Olive Oil: Monounsaturated Fats: Extra virgin olive oil is rich in monounsaturated fats (MUFAs), especially oleic acid. These fats can help reduce hunger and belly fat. Extra Virgin is Extra Good: Choose extra virgin olive oil for the highest health benefits. It has the most antioxidants and anti-inflammatory compounds. Culinary Uses (with limits): Olive oil is perfect for salad dressings, drizzling on vegetables, and low-heat cooking methods like sautéing. However, it burns easily, so don't use it for high-heat frying.
Avocado Oil: Rich in Healthy Fats: Like olive oil, avocado oil has many heart-healthy monounsaturated fats known as MUFAs. Ideal for Cooking: Avocado oil's high smoke point allows it to withstand high temperatures better than olive oil. It's excellent for sautéing, pan-frying, and even grilling.

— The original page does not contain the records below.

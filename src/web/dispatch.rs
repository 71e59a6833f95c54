//! Routing results attached to requests by the dispatcher.

use std::fmt;

use crate::error::Error;
use crate::model::Parameter;

/// Outcome of route matching.
#[derive(Debug, Clone, Copy, PartialEq, Eq)]
pub enum RouteStatus {
    NotFound,
    Found,
    MethodNotAllowed,
}

/// A reference to the handler a route resolved to.
#[derive(Debug, Clone, PartialEq, Eq)]
pub enum HandlerRef {
    /// An inline callable with its declared parameters
    Closure {
        parameters: Vec<Parameter>,
    },
    /// `"Controller@action"` or `"Controller::action"`
    Callback(String),
    /// `(controller, action)`
    Pair(String, String),
}

impl HandlerRef {
    /// Splits a controller reference into `(controller, action)`.
    ///
    /// # Errors
    ///
    /// Returns [`Error::HandlerNotFound`] for closures and malformed callbacks.
    ///
    /// # Examples
    ///
    /// ```
    /// use proxy_weave::web::HandlerRef;
    ///
    /// let handler = HandlerRef::Callback("App\\UserController@store".into());
    /// let (controller, action) = handler.controller_action().unwrap();
    /// assert_eq!(controller, "App\\UserController");
    /// assert_eq!(action, "store");
    /// ```
    pub fn controller_action(&self) -> Result<(&str, &str), Error> {
        let parts = match self {
            HandlerRef::Callback(callback) => callback
                .split_once('@')
                .or_else(|| callback.split_once("::")),
            HandlerRef::Pair(controller, action) => Some((controller.as_str(), action.as_str())),
            HandlerRef::Closure { .. } => None,
        };
        match parts {
            Some((controller, action))
                if !controller.is_empty() && !action.is_empty() && !action.contains("::") =>
            {
                Ok((controller, action))
            }
            _ => Err(Error::HandlerNotFound {
                handler: self.to_string(),
            }),
        }
    }
}

impl fmt::Display for HandlerRef {
    fn fmt(&self, f: &mut fmt::Formatter<'_>) -> fmt::Result {
        match self {
            HandlerRef::Closure { .. } => write!(f, "{{closure}}"),
            HandlerRef::Callback(callback) => write!(f, "{}", callback),
            HandlerRef::Pair(controller, action) => write!(f, "{}::{}", controller, action),
        }
    }
}

/// Routing annotation carried by a request.
#[derive(Debug, Clone, PartialEq, Eq)]
pub struct Dispatched {
    pub status: RouteStatus,
    /// Present when `status` is [`RouteStatus::Found`]
    pub handler: Option<HandlerRef>,
}

impl Dispatched {
    pub fn found(handler: HandlerRef) -> Self {
        Self {
            status: RouteStatus::Found,
            handler: Some(handler),
        }
    }

    pub fn not_found() -> Self {
        Self {
            status: RouteStatus::NotFound,
            handler: None,
        }
    }

    pub fn method_not_allowed() -> Self {
        Self {
            status: RouteStatus::MethodNotAllowed,
            handler: None,
        }
    }

    pub fn is_found(&self) -> bool {
        self.status == RouteStatus::Found
    }
}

Canola Oil: Budget-Friendly Goodness: Canola oil is a readily available and affordable option. It's a good source of both MUFAs and PUFAs (polyunsaturated fats). Belly Fat Fighter: Research suggests that incorporating canola oil into a healthy diet may help reduce belly fat. This makes it a valuable tool for those targeting stubborn abdominal fat. Cooking Versatility: Canola oil is suitable for sauteing, pan-frying, and even baking due to its neutral flavour and relatively high smoke point.
Flaxseed Oil: Omega-3 Benefits: Flaxseed oil contains a high amount of alpha-linolenic acid (ALA), an omega-3 fatty acid. Researchers believe this ALA could aid in managing weight. Caution: Flaxseed oil burns easily at low temperatures, so do not heat it. Instead, add it to salad dressings or sprinkle it over already-cooked meals to get its possible advantages.
Sesame Oil: Use sparingly: While sesame oil offers a rich, nutty taste and contains beneficial MUFAs, its vulnerability to heat means it's not ideal for high-temperature cooking. Instead, incorporate it in dressings, marinades, or as a final touch to add flavour to already-cooked dishes.
Remember:
Use Healthy Oils in Moderation: These oils may be healthy, but they are high in calories. Stick to a tablespoon (120 calories) and avoid overusing them.
Focus on a Balanced Diet: Don't solely rely on oil for weight loss. Include plenty of fruits, vegetables, whole grains, lean protein, and complex carbohydrates.
Try Variety: Experiment with nut oils like walnut or hazelnut for different flavours.
Consult Professionals: A healthcare professional or dietitian can guide you on the best oil choices for your weight loss journey.
For healthier cooking, opt for methods that use less oil, like grilling, baking, or steaming. By choosing these techniques, you can cut down on calories without sacrificing flavour and nutrition.